An essay from 1989.
Some day one of my children will likely ask what I once asked my stepfather, “Dad, do you think I should try for med school?” I feel that it will most likely be our inquisitive middle child, Clayton John (“CJ”). And, when that time comes, what will I say to Mr. CJ?
For many physicians in the past, the answer to this question would have been a resounding, “Yes.” However, I often hear the opposite sentiment being expressed by a disgruntled colleague. And there lies the rub. Why do so many physicians currently feel they would opt for careers other than medicine were they starting over today? Why do so many doctors no longer want to doctor? Therein lies the basis for my projected difficulty in answering Mr. CJ’s question when it likely comes.
From the physician’s perspective, the practice of medicine has undergone revolutionary changes over the past two decades. And these changes are likely to be only the opening volley in a long and bitter struggle between those who provide health care and those who pay for it. Here, I would like to outline the development of a mindset that would abrogate that ancient medical tradition of children following parents into the practice of medicine.
The medical mentality usually takes form during the early school years when the idealistic young human mind begins to grapple with the cold visage of reality. For some of our bright, scientifically-oriented young people, medical school represents the perfect solution to the dilemma of wanting to do something meaningful with one’s life but not being willing to give up one’s chance for the American dream.
First, one must obtain a college degree with very high academic credentials to be competitive for medical school admission. Only 2 to 5 percent of U.S. medical school applicants are accepted for admission. Those who are accepted must find the financial backing to support the four years of financial dependency that medical school brings. However, the transition to medical school can be among the most memorable emotional moments of a lifetime.
The first anxiety of a medical career comes when that brimming idealism of youth grinds up against the highly-competitive gauntlet of classroom medical education. Next comes internship (1 year) and residency (3 to 6 years). These very intense years of on-the-job training can assault the psyche of everyone who endures them to some degree. While a few will become cynical, most will become a bit hardened by the emotional and physical demands of this arduous and long training process.
Throughout their medical training, a young physician is directed toward becoming an independent thinker, a maker of hard, life-saving, or life-taking decisions. They are taught to rely upon their judgment. Medicine is not a world of clean blacks and whites but an ever-changing kaleidoscope of varying shades of gray.
Everything I have described so far is as it was when doctors were happy about their profession. It is not that the educational process has become more difficult. Rather, it is the fact that the framework of medical practice has been rapidly changing during the past twenty years.

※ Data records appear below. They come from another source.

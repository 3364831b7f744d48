//! JSON bodies exchanged with clients. Field names are camelCase on the wire and money is
//! carried as `Decimal`, serialized as a JSON number.

use chrono::{DateTime, Utc};
use rust_decimal::Decimal;
use serde::{Deserialize, Deserializer, Serialize};
use std::collections::BTreeMap;
use uuid::Uuid;

use crate::categories::Category;
use crate::models::budget::Budget as BudgetModel;
use crate::models::expense::Expense as ExpenseModel;

#[derive(Clone, Debug, PartialEq, Serialize, Deserialize)]
#[serde(rename_all = "camelCase")]
pub struct Budget {
    pub id: Uuid,
    pub user: Uuid,
    pub category: String,
    pub monthly_limit: Decimal,
    pub alert_threshold: i16,
    pub is_active: bool,
    pub notes: String,
    pub created_at: DateTime<Utc>,
    pub updated_at: DateTime<Utc>,
}

impl From<&BudgetModel> for Budget {
    fn from(budget: &BudgetModel) -> Self {
        Budget {
            id: budget.id,
            user: budget.user_id,
            category: budget.category.clone(),
            monthly_limit: budget.monthly_limit(),
            alert_threshold: budget.alert_threshold,
            is_active: budget.is_active,
            notes: budget.notes.clone(),
            created_at: budget.created_at,
            updated_at: budget.updated_at,
        }
    }
}

#[derive(Clone, Debug, PartialEq, Serialize, Deserialize)]
#[serde(rename_all = "camelCase")]
pub struct Expense {
    pub id: Uuid,
    pub user: Uuid,
    pub description: String,
    pub amount: Decimal,
    pub category: String,
    pub date: DateTime<Utc>,
    pub receipt: Option<String>,
    pub created_at: DateTime<Utc>,
    pub updated_at: DateTime<Utc>,
}

impl From<&ExpenseModel> for Expense {
    fn from(expense: &ExpenseModel) -> Self {
        Expense {
            id: expense.id,
            user: expense.user_id,
            description: expense.description.clone(),
            amount: expense.amount(),
            category: expense.category.clone(),
            date: expense.spent_at,
            receipt: expense.receipt.clone(),
            created_at: expense.created_at,
            updated_at: expense.updated_at,
        }
    }
}

// Required fields are optional here so that handlers can answer with a specific message
// instead of a generic deserialization failure.

#[derive(Clone, Debug, Default, Deserialize)]
#[serde(rename_all = "camelCase")]
pub struct NewBudgetRequest {
    pub category: Option<String>,
    pub monthly_limit: Option<Decimal>,
    pub alert_threshold: Option<i64>,
    pub notes: Option<String>,
}

#[derive(Clone, Debug, Default, Deserialize)]
#[serde(rename_all = "camelCase")]
pub struct BudgetUpdateRequest {
    pub monthly_limit: Option<Decimal>,
    pub alert_threshold: Option<i64>,
    pub is_active: Option<bool>,
    pub notes: Option<String>,
}

#[derive(Clone, Debug, Default, Deserialize)]
#[serde(rename_all = "camelCase")]
pub struct NewExpenseRequest {
    pub description: Option<String>,
    pub amount: Option<Decimal>,
    pub category: Option<String>,
    pub date: Option<DateTime<Utc>>,
    pub receipt: Option<String>,
}

#[derive(Clone, Debug, Default, Deserialize)]
#[serde(rename_all = "camelCase")]
pub struct ExpenseUpdateRequest {
    pub description: Option<String>,
    pub amount: Option<Decimal>,
    pub category: Option<String>,
    pub date: Option<DateTime<Utc>>,
    /// Absent leaves the receipt alone, `null` removes it.
    #[serde(default, deserialize_with = "present_field")]
    pub receipt: Option<Option<String>>,
}

fn present_field<'de, D, T>(deserializer: D) -> Result<Option<Option<T>>, D::Error>
where
    D: Deserializer<'de>,
    T: Deserialize<'de>,
{
    Option::<T>::deserialize(deserializer).map(Some)
}

#[derive(Clone, Debug, Serialize, Deserialize)]
pub struct Message {
    pub message: String,
}

impl Message {
    pub fn new(message: impl Into<String>) -> Self {
        Self {
            message: message.into(),
        }
    }
}

#[derive(Clone, Debug, Serialize, Deserialize)]
pub struct DeletedExpense {
    pub message: String,
    pub id: Uuid,
}

#[derive(Clone, Copy, Debug, PartialEq, Eq, Serialize, Deserialize)]
#[serde(rename_all = "lowercase")]
pub enum AlertLevel {
    Safe,
    Medium,
    High,
}

#[derive(Clone, Debug, PartialEq, Serialize, Deserialize)]
#[serde(rename_all = "camelCase")]
pub struct BudgetStatus {
    pub budget_id: Uuid,
    pub category: String,
    pub limit: Decimal,
    pub spent: Decimal,
    pub remaining: Decimal,
    pub percentage: Decimal,
    pub alert_level: AlertLevel,
    pub exceeds_limit: bool,
    pub transaction_count: usize,
    pub alert_threshold: i16,
}

#[derive(Clone, Debug, PartialEq, Serialize, Deserialize)]
#[serde(untagged)]
pub enum BudgetStatusReport {
    #[serde(rename_all = "camelCase")]
    Month {
        month: String,
        total_budgets: usize,
        budget_status: Vec<BudgetStatus>,
    },
    #[serde(rename_all = "camelCase")]
    NoBudgets {
        message: String,
        budget_status: Vec<BudgetStatus>,
    },
}

#[derive(Clone, Debug, PartialEq, Serialize, Deserialize)]
#[serde(rename_all = "camelCase")]
pub struct BudgetSummary {
    pub total_budget: Decimal,
    pub total_spent: Decimal,
    pub total_remaining: Decimal,
    pub overall_percentage: Decimal,
    pub budget_count: usize,
    pub is_over_budget: bool,
}

#[derive(Clone, Debug, PartialEq, Serialize, Deserialize)]
#[serde(rename_all = "camelCase")]
pub struct ExpenseStats {
    pub total: Decimal,
    pub count: usize,
    pub this_month: Decimal,
    pub by_category: BTreeMap<String, Decimal>,
}

#[derive(Clone, Debug, Default, Deserialize)]
pub struct DescriptionRequest {
    pub description: Option<String>,
}

#[derive(Clone, Debug, PartialEq, Serialize, Deserialize)]
#[serde(rename_all = "camelCase")]
pub struct CategorySuggestion {
    pub category: Category,
    pub confidence: f64,
    pub matched_keyword: Option<String>,
}

#[derive(Clone, Debug, PartialEq, Serialize, Deserialize)]
pub struct Categorization {
    pub category: Category,
    pub confidence: f64,
}

#[derive(Clone, Debug, PartialEq, Serialize, Deserialize)]
pub struct MonthlyTrend {
    pub month: String,
    pub total: Decimal,
    pub count: usize,
}

#[derive(Clone, Debug, PartialEq, Serialize, Deserialize)]
#[serde(rename_all = "camelCase")]
pub struct Anomaly {
    #[serde(flatten)]
    pub expense: Expense,
    pub deviation: Decimal,
    pub average_spending: Decimal,
}

#[derive(Clone, Debug, PartialEq, Serialize, Deserialize)]
pub struct AnomalyList {
    pub anomalies: Vec<Anomaly>,
}

#[derive(Clone, Debug, Deserialize)]
#[serde(rename_all = "camelCase")]
pub struct ClientExpense {
    pub amount: Decimal,
    pub date: DateTime<Utc>,
    #[serde(default)]
    pub category: Option<String>,
}

#[derive(Clone, Debug, Deserialize)]
pub struct CategoryTotal {
    pub category: String,
    pub total: Decimal,
}

#[derive(Clone, Debug, Default, Deserialize)]
#[serde(rename_all = "camelCase")]
pub struct ClientInsightsRequest {
    #[serde(default)]
    pub expenses: Vec<ClientExpense>,
    #[serde(default)]
    pub total_by_category: Vec<CategoryTotal>,
    pub time_range: Option<String>,
}

#[derive(Clone, Copy, Debug, PartialEq, Eq, Serialize, Deserialize)]
#[serde(rename_all = "lowercase")]
pub enum SpendingDirection {
    Increasing,
    Decreasing,
}

#[derive(Clone, Debug, PartialEq, Serialize, Deserialize)]
#[serde(rename_all = "camelCase")]
pub struct ClientInsights {
    pub summary: String,
    pub top_spending_category: String,
    pub top_spending_amount: Decimal,
    pub average_per_day: Decimal,
    pub average_per_transaction: Decimal,
    pub trend: SpendingDirection,
    pub trend_percent: Decimal,
    pub recommendations: Vec<String>,
    pub savings_opportunity: Decimal,
    pub total_spent: Decimal,
    pub total_transactions: usize,
}

#[derive(Clone, Copy, Debug, PartialEq, Eq, Serialize, Deserialize)]
#[serde(rename_all = "lowercase")]
pub enum InsightKind {
    Info,
    Warning,
    Alert,
    Success,
}

#[derive(Clone, Debug, PartialEq, Serialize, Deserialize)]
pub struct Insight {
    #[serde(rename = "type")]
    pub kind: InsightKind,
    pub message: String,
    pub action: String,
}

#[derive(Clone, Debug, PartialEq, Serialize, Deserialize)]
pub struct InsightList {
    pub insights: Vec<Insight>,
}

#[derive(Clone, Copy, Debug, PartialEq, Eq, Serialize, Deserialize)]
#[serde(rename_all = "lowercase")]
pub enum PredictionConfidence {
    High,
    Medium,
    Low,
}

#[derive(Clone, Copy, Debug, PartialEq, Eq, Serialize, Deserialize)]
#[serde(rename_all = "lowercase")]
pub enum PredictionTrend {
    Up,
    Down,
    Stable,
}

#[derive(Clone, Debug, PartialEq, Serialize, Deserialize)]
#[serde(rename_all = "camelCase")]
pub struct MonthActivity {
    pub total: i64,
    pub transaction_count: usize,
}

#[derive(Clone, Debug, PartialEq, Serialize, Deserialize)]
#[serde(rename_all = "camelCase")]
pub struct SpendingPrediction {
    pub predicted_amount: i64,
    pub confidence: PredictionConfidence,
    pub trend: PredictionTrend,
    pub percent_change: i64,
    pub insights: Vec<Insight>,
    pub current_month: MonthActivity,
    pub last_month: MonthActivity,
}

#[derive(Clone, Debug, Default, Deserialize)]
pub struct ChatRequest {
    pub message: Option<String>,
}

#[derive(Clone, Debug, Serialize, Deserialize)]
pub struct ChatResponse {
    pub response: String,
}

#[derive(Clone, Debug, Serialize, Deserialize)]
#[serde(rename_all = "camelCase")]
pub struct StoreHealth {
    pub backend: String,
    pub connections: u32,
    pub idle_connections: u32,
}

#[cfg(test)]
mod tests {
    use super::*;

    #[test]
    fn test_expense_update_distinguishes_null_receipt() {
        let absent: ExpenseUpdateRequest = serde_json::from_str(r#"{"amount": 12.5}"#).unwrap();
        assert_eq!(absent.receipt, None);
        assert_eq!(absent.amount, Some(Decimal::new(125, 1)));

        let cleared: ExpenseUpdateRequest =
            serde_json::from_str(r#"{"receipt": null}"#).unwrap();
        assert_eq!(cleared.receipt, Some(None));

        let replaced: ExpenseUpdateRequest =
            serde_json::from_str(r#"{"receipt": "r/1.png"}"#).unwrap();
        assert_eq!(replaced.receipt, Some(Some(String::from("r/1.png"))));
    }

    #[test]
    fn test_budget_status_report_shapes() {
        let empty = serde_json::to_value(BudgetStatusReport::NoBudgets {
            message: String::from("No budgets set"),
            budget_status: Vec::new(),
        })
        .unwrap();
        assert_eq!(
            empty,
            serde_json::json!({"message": "No budgets set", "budgetStatus": []})
        );

        let month = serde_json::to_value(BudgetStatusReport::Month {
            month: String::from("March 2025"),
            total_budgets: 0,
            budget_status: Vec::new(),
        })
        .unwrap();
        assert_eq!(
            month,
            serde_json::json!({"month": "March 2025", "totalBudgets": 0, "budgetStatus": []})
        );
    }

    #[test]
    fn test_money_serializes_as_number() {
        let summary = BudgetSummary {
            total_budget: Decimal::new(10000, 2),
            total_spent: Decimal::new(8500, 2),
            total_remaining: Decimal::new(1500, 2),
            overall_percentage: Decimal::new(850, 1),
            budget_count: 1,
            is_over_budget: false,
        };

        let value = serde_json::to_value(&summary).unwrap();
        assert_eq!(value["totalBudget"], serde_json::json!(100.0));
        assert_eq!(value["overallPercentage"], serde_json::json!(85.0));
        assert_eq!(value["isOverBudget"], serde_json::json!(false));
    }

    #[test]
    fn test_insight_kind_is_serialized_as_type() {
        let insight = Insight {
            kind: InsightKind::Warning,
            message: String::from("m"),
            action: String::from("a"),
        };

        assert_eq!(
            serde_json::to_value(&insight).unwrap(),
            serde_json::json!({"type": "warning", "message": "m", "action": "a"})
        );
    }
}
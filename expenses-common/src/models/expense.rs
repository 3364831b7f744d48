use chrono::{DateTime, Utc};
use diesel::{AsChangeset, Insertable, Queryable, Selectable};
use rust_decimal::Decimal;
use uuid::Uuid;

use crate::money;
use crate::schema::expenses;

#[derive(Clone, Debug, PartialEq, Eq, Identifiable, Queryable, Selectable)]
#[diesel(table_name = expenses)]
#[diesel(check_for_backend(diesel::pg::Pg))]
pub struct Expense {
    pub id: Uuid,
    pub user_id: Uuid,
    pub description: String,
    pub amount_cents: i64,
    pub category: String,
    pub spent_at: DateTime<Utc>,
    pub receipt: Option<String>,
    pub created_at: DateTime<Utc>,
    pub updated_at: DateTime<Utc>,
}

impl Expense {
    pub fn amount(&self) -> Decimal {
        money::from_cents(self.amount_cents)
    }

    pub fn apply(&mut self, changes: &ExpenseChanges) {
        if let Some(description) = &changes.description {
            self.description.clone_from(description);
        }

        if let Some(amount_cents) = changes.amount_cents {
            self.amount_cents = amount_cents;
        }

        if let Some(category) = &changes.category {
            self.category.clone_from(category);
        }

        if let Some(spent_at) = changes.spent_at {
            self.spent_at = spent_at;
        }

        if let Some(receipt) = &changes.receipt {
            self.receipt.clone_from(receipt);
        }

        self.updated_at = changes.updated_at;
    }
}

#[derive(Clone, Debug, Insertable)]
#[diesel(table_name = expenses)]
#[diesel(check_for_backend(diesel::pg::Pg))]
pub struct NewExpense<'a> {
    pub id: Uuid,
    pub user_id: Uuid,
    pub description: &'a str,
    pub amount_cents: i64,
    pub category: &'a str,
    pub spent_at: DateTime<Utc>,
    pub receipt: Option<&'a str>,
    pub created_at: DateTime<Utc>,
    pub updated_at: DateTime<Utc>,
}

impl From<&NewExpense<'_>> for Expense {
    fn from(new_expense: &NewExpense<'_>) -> Self {
        Expense {
            id: new_expense.id,
            user_id: new_expense.user_id,
            description: String::from(new_expense.description),
            amount_cents: new_expense.amount_cents,
            category: String::from(new_expense.category),
            spent_at: new_expense.spent_at,
            receipt: new_expense.receipt.map(String::from),
            created_at: new_expense.created_at,
            updated_at: new_expense.updated_at,
        }
    }
}

/// `receipt: Some(None)` clears the receipt.
#[derive(Clone, Debug, Default, AsChangeset)]
#[diesel(table_name = expenses)]
#[diesel(check_for_backend(diesel::pg::Pg))]
pub struct ExpenseChanges {
    pub description: Option<String>,
    pub amount_cents: Option<i64>,
    pub category: Option<String>,
    pub spent_at: Option<DateTime<Utc>>,
    pub receipt: Option<Option<String>>,
    pub updated_at: DateTime<Utc>,
}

The increasing cost of health care has insinuated business people between physicians and patients. Patients, as increasingly cost-conscious consumers of medical care, now often question the judgment of their doctors and seek social media and/or legal relief when they perceive a less than God-like countenance in their physicians.
The common theme is that physicians no longer see themselves as the captain of the medical ship. Their medical decisions now have to be approved by an array of corporate, state, and federal non-physicians. The practice of medicine is no longer that simple, intimate covenant between the healer and the infirm. It has now become a complex business transaction in which multiple parties must negotiate a common ground, a ground which can shift at times on a monthly basis.
The physician often sees these changes as threatening vital parts of their lives – their professional autonomy, their position of respect in our society, and their family’s financial well-being. Thus, they begin to question the wisdom of their choice to enter medicine, to begin with, and wonder if they will be able to recommend this profession to their children.
Curiously, physicians often seem to come to this conclusion with little outward discussion of the most basic element that initially led them to practice medicine – the treatment of sick human beings. This part of medicine has not changed. People are still willing to place their lives as well as the lives of their loved ones into their doctors’ hands.
So how will I advise my precious young son when he wants to know what to do with his adult life? I sense that Mr. CJ might be capable of becoming one of our best. And who other than our best would we want for our physicians of the future? If our brightest young minds turn away from the practice of medicine, our society will be diminished with everyone sharing the cost of that failure.
I think by now that you might have a sense of what my answer to Mr. CJ’s question is likely to be. Anyway, what else could I, as a physician/father, want to see my son become — a malpractice lawyer?
Postscript 1: As of January 2019, Dr. CJ became the first-ever board-certified pediatric rheumatologist to practice in the State of Idaho.
Postscript 2: From a 2022 perspective, the above arguments might seem a bit naïve. And, I understand that for some, it might be too late. However, for others who might be on the fence, I say stay. Stay and find a way to fight for medicine. And let the ideals of optimism, positivity, and creativity be among your weapons in that fight.
Richard D. Sontheimer is a dermatologist.